Novel inactivation technology stabilizes the in vivo levels of proteins, peptides and phosphorylations in tissue samples

Per Andrén, Patrik Källback, Anna Nilsson, Henrik Wadensten, MMS, Per Svenningsson, Karolinska Institutet, Denator AB, Uppsala and Göteborg, Sweden

After tissue or blood sampling, proteases and other protein-modifying enzymes can rapidly change proteome composition. Subsequent analytical results reflect a mix of in vivo proteome and degradation products. Vital information about the ‘pre-sampling’ state may be destroyed or distorted, leading to variation between samples or even erroneous conclusions. Enzyme inactivation and standardization of sample handling can address this problem. Here a novel tissue stabilization system is used to halt degradation. After treatment samples are analyzed with downstream techniques such as western blotting or mass spectrometry.

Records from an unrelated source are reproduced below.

// Scripted ingest server for integration tests
//
// Accepts one connection on 127.0.0.1:0, completes the handshake, answers the
// publish negotiation and records every message the client sends until the
// client closes its side.

#![allow(dead_code)]

use rtmp_publisher::{
    Amf0Value, ChunkReader, ChunkWriter, PeerBandwidthLimit, RtmpCommand, RtmpMessage, RtmpPacket,
    UserControlEvent, C0C1, HANDSHAKE_SIZE, S0S1S2,
};
use tokio::io::{AsyncReadExt, AsyncWriteExt};
use tokio::net::tcp::OwnedWriteHalf;
use tokio::net::{TcpListener, TcpStream};
use tokio::task::JoinHandle;
use std::time::Duration;

pub const SERVER_CHUNK_SIZE: u32 = 4096;
pub const SERVER_WINDOW_ACK_SIZE: u32 = 2_500_000;
pub const PING_TIMESTAMP: u32 = 1234;

/// How the server answers
#[derive(Debug, Clone)]
pub struct ServerScript {
    pub reject_connect: bool,
    pub reject_publish: bool,

    /// Answer FCPublish with `onFCPublish`
    pub answer_fc_publish: bool,

    /// Send a ping once publishing starts
    pub ping_after_publish: bool,

    /// Send buffer-empty, SWF verification and an odd peer bandwidth once publishing starts
    pub unmodelled_control_after_publish: bool,

    /// Drop the connection once the client has sent its chunk size, the last negotiation message
    pub disconnect_after_negotiation: bool,

    /// Stop reading from the socket after answering publish
    pub stall_after_publish: bool,

    pub stream_id: u32,
}

impl Default for ServerScript {
    fn default() -> Self {
        ServerScript {
            reject_connect: false,
            reject_publish: false,
            answer_fc_publish: false,
            ping_after_publish: false,
            unmodelled_control_after_publish: false,
            disconnect_after_negotiation: false,
            stall_after_publish: false,
            stream_id: 1,
        }
    }
}

/// One message as the server saw it
#[derive(Debug)]
pub struct Received {
    pub cs_id: u32,
    pub packet: RtmpPacket,
    pub message: RtmpMessage,
}

impl Received {
    pub fn command_name(&self) -> Option<&str> {
        match &self.message {
            RtmpMessage::Command(command)
            | RtmpMessage::Result(command)
            | RtmpMessage::Error(command)
            | RtmpMessage::OnStatus(command) => Some(command.name.as_str()),
            _ => None,
        }
    }

    pub fn command(&self) -> Option<&RtmpCommand> {
        match &self.message {
            RtmpMessage::Command(command) => Some(command),
            _ => None,
        }
    }

    pub fn is_unpublish(&self) -> bool {
        self.command().is_some_and(|command| {
            command.name == "publish" && command.arguments.first() == Some(&Amf0Value::Boolean(false))
        })
    }
}

pub struct FakeServer {
    pub url: String,
    handle: JoinHandle<Vec<Received>>,
}

impl FakeServer {
    /// Everything the client sent, available once it has closed the connection
    pub async fn received(self) -> Vec<Received> {
        self.handle.await.expect("fake server task panicked")
    }
}

pub async fn start_server(script: ServerScript) -> FakeServer {
    let listener = TcpListener::bind("127.0.0.1:0").await.expect("bind");
    let port = listener.local_addr().expect("local addr").port();

    let handle = tokio::spawn(async move {
        let (socket, _) = listener.accept().await.expect("accept");
        serve(socket, script).await
    });

    FakeServer {
        url: format!("rtmp://127.0.0.1:{}/live", port),
        handle,
    }
}

async fn serve(socket: TcpStream, script: ServerScript) -> Vec<Received> {
    let (mut read, mut write) = socket.into_split();

    let mut c0c1 = vec![0u8; 1 + HANDSHAKE_SIZE];
    read.read_exact(&mut c0c1).await.expect("C0+C1");
    let c0c1 = C0C1::parse(&c0c1).expect("valid C0+C1");
    let s0s1s2 = S0S1S2::generate(&c0c1, 0);
    write.write_all(&s0s1s2.encode_s0s1().unwrap()).await.unwrap();
    write.write_all(&s0s1s2.encode_s2().unwrap()).await.unwrap();

    let mut c2 = vec![0u8; HANDSHAKE_SIZE];
    read.read_exact(&mut c2).await.expect("C2");
    s0s1s2.validate_c2(&c2).expect("C2 echoes S1");

    let mut reader = ChunkReader::new();
    let mut writer = ChunkWriter::new();
    let mut received = Vec::new();
    let mut buffer = Vec::new();
    let mut chunk = [0u8; 8192];

    loop {
        let n = read.read(&mut chunk).await.unwrap_or(0);
        if n == 0 {
            return received;
        }
        buffer.extend_from_slice(&chunk[..n]);

        let parsed = reader.try_parse(&buffer).expect("client sends valid chunks");
        buffer.drain(..parsed.consumed);

        for (packet, cs_id) in parsed.packets.into_iter().zip(parsed.chunk_stream_ids) {
            let message = RtmpMessage::from_packet(&packet).expect("client sends valid messages");
            let entry = Received { cs_id, packet, message };
            let hang_up = script.disconnect_after_negotiation
                && matches!(entry.message, RtmpMessage::SetChunkSize(_));
            let stall = script.stall_after_publish
                && entry.command_name() == Some("publish")
                && !entry.is_unpublish();
            respond(&entry, &script, &mut writer, &mut write).await;
            received.push(entry);
            if hang_up {
                return received;
            }
            if stall {
                // Keep the socket open without reading so the client's buffers fill
                tokio::time::sleep(Duration::from_secs(60)).await;
                return received;
            }
        }
    }
}

async fn respond(entry: &Received, script: &ServerScript, writer: &mut ChunkWriter, write: &mut OwnedWriteHalf) {
    let Some(command) = entry.command() else {
        return;
    };
    let tid = command.transaction_id;

    match command.name.as_str() {
        "connect" => {
            let window = RtmpMessage::WindowAckSize(SERVER_WINDOW_ACK_SIZE).to_packet(0).unwrap();
            let bandwidth = RtmpMessage::SetPeerBandwidth {
                window_size: SERVER_WINDOW_ACK_SIZE,
                limit: PeerBandwidthLimit::Dynamic,
            }
            .to_packet(0)
            .unwrap();
            let chunk_size = RtmpMessage::SetChunkSize(SERVER_CHUNK_SIZE).to_packet(0).unwrap();
            send(writer, write, 2, &window).await;
            send(writer, write, 2, &bandwidth).await;
            send(writer, write, 2, &chunk_size).await;
            writer.set_chunk_size(SERVER_CHUNK_SIZE);

            let response = if script.reject_connect {
                RtmpCommand::error(
                    tid,
                    Amf0Value::object([
                        ("level", Amf0Value::string("error")),
                        ("code", Amf0Value::string("NetConnection.Connect.Rejected")),
                        ("description", Amf0Value::string("Application not found")),
                    ]),
                )
            } else {
                RtmpCommand::result(
                    tid,
                    Amf0Value::object([
                        ("level", Amf0Value::string("status")),
                        ("code", Amf0Value::string("NetConnection.Connect.Success")),
                    ]),
                )
            };
            send(writer, write, 3, &response.to_packet(0).unwrap()).await;
        }
        "FCPublish" if script.answer_fc_publish => {
            let mut answer = RtmpCommand::new("onFCPublish", 0.0);
            answer.command_object = Some(Amf0Value::Null);
            send(writer, write, 3, &answer.to_packet(0).unwrap()).await;
        }
        "createStream" => {
            let result = RtmpCommand::result(tid, Amf0Value::Number(script.stream_id as f64));
            send(writer, write, 3, &result.to_packet(0).unwrap()).await;
        }
        "publish" if !entry.is_unpublish() => {
            let msid = script.stream_id;
            let status = if script.reject_publish {
                RtmpCommand::on_status("error", "NetStream.Publish.BadName", "Stream already publishing")
            } else {
                let begin = RtmpMessage::UserControl(UserControlEvent::StreamBegin { stream_id: msid });
                send(writer, write, 2, &begin.to_packet(0).unwrap()).await;
                RtmpCommand::on_status("status", "NetStream.Publish.Start", "Publishing")
            };
            send(writer, write, 5, &status.to_packet(msid).unwrap()).await;

            if script.unmodelled_control_after_publish && !script.reject_publish {
                let buffer_empty = RtmpMessage::UserControl(UserControlEvent::Unknown {
                    event_type: 31,
                    data: msid.to_be_bytes().to_vec(),
                });
                let swf_verify = RtmpMessage::UserControl(UserControlEvent::Unknown { event_type: 26, data: vec![] });
                let bandwidth = RtmpPacket::with_payload(6, 0, 0, vec![0, 0x26, 0x25, 0xA0, 7]);
                send(writer, write, 2, &buffer_empty.to_packet(0).unwrap()).await;
                send(writer, write, 2, &swf_verify.to_packet(0).unwrap()).await;
                send(writer, write, 2, &bandwidth).await;
            }

            if script.ping_after_publish && !script.reject_publish {
                let ping = RtmpMessage::UserControl(UserControlEvent::PingRequest { timestamp: PING_TIMESTAMP });
                send(writer, write, 2, &ping.to_packet(0).unwrap()).await;
            }
        }
        _ => {}
    }
}

async fn send(writer: &ChunkWriter, write: &mut OwnedWriteHalf, cs_id: u32, packet: &RtmpPacket) {
    writer.write_packet(cs_id, packet, write).await.expect("write to client");
}

/// Annex B key frame with SPS, PPS and one IDR slice
pub fn key_frame() -> Vec<u8> {
    vec![
        0x00, 0x00, 0x00, 0x01, 0x67, 0x42, 0xC0, 0x1F, 0xDA, 0x01,
        0x00, 0x00, 0x00, 0x01, 0x68, 0xCE, 0x3C, 0x80,
        0x00, 0x00, 0x00, 0x01, 0x65, 0x88, 0x84, 0x21, 0xA0,
    ]
}

/// Annex B inter frame with one non-IDR slice
pub fn inter_frame() -> Vec<u8> {
    vec![0x00, 0x00, 0x00, 0x01, 0x41, 0x9A, 0x02, 0x04]
}

pub fn init_logging() {
    let _ = env_logger::Builder::from_default_env()
        .filter_level(log::LevelFilter::Debug)
        .is_test(true)
        .try_init();
}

Anatomical and neurochemical characterization of neuropeptides and proteins in striatum and n. accumbens in morphine withdrawal using Peptidomics and Imaging Mass Spectrometry.

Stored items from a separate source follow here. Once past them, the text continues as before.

//! Configuration for export sessions

use serde::{Deserialize, Serialize};

/// Configuration for one export session.
///
/// Built with `with_*` methods; read-only once the export starts.
#[derive(Debug, Clone)]
pub struct ExportOptions {
    /// Text written for boolean `true` cells.
    pub true_text: String,
    /// Text written for boolean `false` cells.
    pub false_text: String,
    /// Number format applied to date cells.
    pub date_format: String,
    /// Number format applied to date-time cells.
    pub datetime_format: String,
    /// Column width in character units for columns without an explicit width.
    pub default_width: u16,
    /// Explicit sheet name; the writer's default name is used when unset.
    pub sheet_name: Option<String>,
}

impl Default for ExportOptions {
    fn default() -> Self {
        Self {
            true_text: "yes".to_string(),
            false_text: "no".to_string(),
            date_format: "yyyy-mm-dd".to_string(),
            datetime_format: "yyyy-mm-dd hh:mm:ss".to_string(),
            default_width: 30,
            sheet_name: None,
        }
    }
}

impl ExportOptions {
    /// Create options with the documented defaults.
    pub fn new() -> Self {
        Self::default()
    }

    /// Set the word pair used for boolean cells.
    pub fn with_bool_text(
        mut self,
        true_text: impl Into<String>,
        false_text: impl Into<String>,
    ) -> Self {
        self.true_text = true_text.into();
        self.false_text = false_text.into();
        self
    }

    /// Set the number format for date cells.
    pub fn with_date_format(mut self, format: impl Into<String>) -> Self {
        self.date_format = format.into();
        self
    }

    /// Set the number format for date-time cells.
    pub fn with_datetime_format(mut self, format: impl Into<String>) -> Self {
        self.datetime_format = format.into();
        self
    }

    /// Set the default column width in character units.
    pub fn with_default_width(mut self, width: u16) -> Self {
        self.default_width = width;
        self
    }

    /// Set an explicit sheet name.
    pub fn with_sheet_name(mut self, name: impl Into<String>) -> Self {
        self.sheet_name = Some(name.into());
        self
    }
}

/// A pre-resolved (field path, display label) pair from an external catalog.
#[derive(Debug, Clone, PartialEq, Eq, Serialize, Deserialize)]
pub struct ExportField {
    /// Dotted field path on the record type.
    pub name: String,
    /// Header text for the column.
    pub label: String,
}

impl ExportField {
    /// Create a field mapping.
    pub fn new(name: impl Into<String>, label: impl Into<String>) -> Self {
        Self {
            name: name.into(),
            label: label.into(),
        }
    }
}
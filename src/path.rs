//! Dotted-path resolution and compiled extractors

use std::marker::PhantomData;

use crate::error::ExportError;
use crate::model::{FieldKind, FieldValue, Record, Value};

/// A compiled dotted-path extractor for records of type `T`.
///
/// Resolution happens once, against static type metadata; extraction walks
/// the accessor steps per record.
pub struct Extractor<T> {
    steps: Vec<&'static str>,
    _marker: PhantomData<fn(&T) -> Value>,
}

impl<T> std::fmt::Debug for Extractor<T> {
    fn fmt(&self, f: &mut std::fmt::Formatter<'_>) -> std::fmt::Result {
        f.debug_struct("Extractor")
            .field("steps", &self.steps)
            .finish()
    }
}

/// Compile a dotted path such as `address.city` against `T`'s metadata.
///
/// Every segment is validated eagerly: unknown fields, traversal through a
/// leaf, and paths ending on a nested record all fail here rather than
/// during row materialization.
pub fn resolve<T: Record>(dotted_path: &str) -> Result<Extractor<T>, ExportError> {
    let segments: Vec<&str> = dotted_path.split('.').collect();
    let last = segments.len() - 1;

    let mut info = T::type_info();
    let mut steps = Vec::with_capacity(segments.len());

    for (i, segment) in segments.iter().copied().enumerate() {
        let spec = info
            .field_spec(segment)
            .ok_or_else(|| ExportError::UnknownField {
                type_name: info.name,
                field: segment.to_string(),
            })?;
        steps.push(spec.name);

        match spec.kind {
            FieldKind::Leaf if i < last => {
                return Err(ExportError::NotNested {
                    type_name: info.name,
                    field: spec.name,
                });
            }
            FieldKind::Leaf => {}
            FieldKind::Nested(_) if i == last => {
                return Err(ExportError::NonLeafPath {
                    path: dotted_path.to_string(),
                });
            }
            FieldKind::Nested(nested) => info = nested(),
        }
    }

    Ok(Extractor {
        steps,
        _marker: PhantomData,
    })
}

impl<T: Record> Extractor<T> {
    /// Walk the compiled steps over one record.
    ///
    /// An absent nested value at any hop short-circuits to [`Value::Null`];
    /// a blank cell, not an error.
    pub fn extract(&self, record: &T) -> Value {
        let mut steps = self.steps.iter();
        let Some(first) = steps.next() else {
            return Value::Null;
        };
        let Some(mut current) = record.field(first) else {
            return Value::Null;
        };

        for step in steps {
            match current {
                FieldValue::Nested(Some(nested)) => {
                    current = match nested.field(step) {
                        Some(value) => value,
                        None => return Value::Null,
                    };
                }
                FieldValue::Nested(None) => return Value::Null,
                FieldValue::Leaf(_) => return Value::Null,
            }
        }

        match current {
            FieldValue::Leaf(value) => value,
            FieldValue::Nested(_) => Value::Null,
        }
    }
}

#[cfg(test)]
mod tests {
    use super::*;
    use crate::impl_record;

    #[derive(Clone)]
    struct City {
        name: String,
    }

    #[derive(Clone)]
    struct Address {
        street: String,
        city: City,
    }

    #[derive(Clone)]
    struct Person {
        name: String,
        address: Option<Address>,
    }

    impl_record!(City {
        name => leaf,
    });

    impl_record!(Address {
        street => leaf,
        city => nested City,
    });

    impl_record!(Person {
        name => leaf,
        address => nested_opt Address,
    });

    fn person_with_address() -> Person {
        Person {
            name: "Ada".to_string(),
            address: Some(Address {
                street: "Main".to_string(),
                city: City {
                    name: "London".to_string(),
                },
            }),
        }
    }

    #[test]
    fn test_resolve_and_extract_deep_path() {
        let extractor = resolve::<Person>("address.city.name").unwrap();
        assert_eq!(
            extractor.extract(&person_with_address()),
            Value::from("London")
        );
    }

    #[test]
    fn test_null_intermediate_yields_blank_not_error() {
        let extractor = resolve::<Person>("address.street").unwrap();
        let person = Person {
            name: "Bob".to_string(),
            address: None,
        };
        assert_eq!(extractor.extract(&person), Value::Null);
    }

    #[test]
    fn test_unknown_field_names_type_and_field() {
        let err = resolve::<Person>("address.country").unwrap_err();
        match err {
            ExportError::UnknownField { type_name, field } => {
                assert_eq!(type_name, "Address");
                assert_eq!(field, "country");
            }
            other => panic!("expected UnknownField, got {other:?}"),
        }
    }

    #[test]
    fn test_unknown_root_field() {
        let err = resolve::<Person>("salary").unwrap_err();
        assert!(matches!(
            err,
            ExportError::UnknownField {
                type_name: "Person",
                ..
            }
        ));
    }

    #[test]
    fn test_traversal_through_leaf_fails_eagerly() {
        let err = resolve::<Person>("name.length").unwrap_err();
        assert!(matches!(
            err,
            ExportError::NotNested {
                type_name: "Person",
                field: "name",
            }
        ));
    }

    #[test]
    fn test_path_ending_on_nested_record_fails_eagerly() {
        let err = resolve::<Person>("address").unwrap_err();
        assert!(matches!(err, ExportError::NonLeafPath { .. }));
    }
}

Fred Nyberg, Uwe Rossbach, Biological Research on Drug Dependence, Per Andrén, Anna Nilsson, Maria Fälth, MMS

Repeated administration of morphine may lead to neuroadaptive changes in the brain that are thought to underlie molecular mechanisms of the development of morphine tolerance and physical dependence. Here, we employ peptidomics and MALDI imaging approaches to detect peptide and protein expression changes of the brain in rats that had developed morphine tolerance.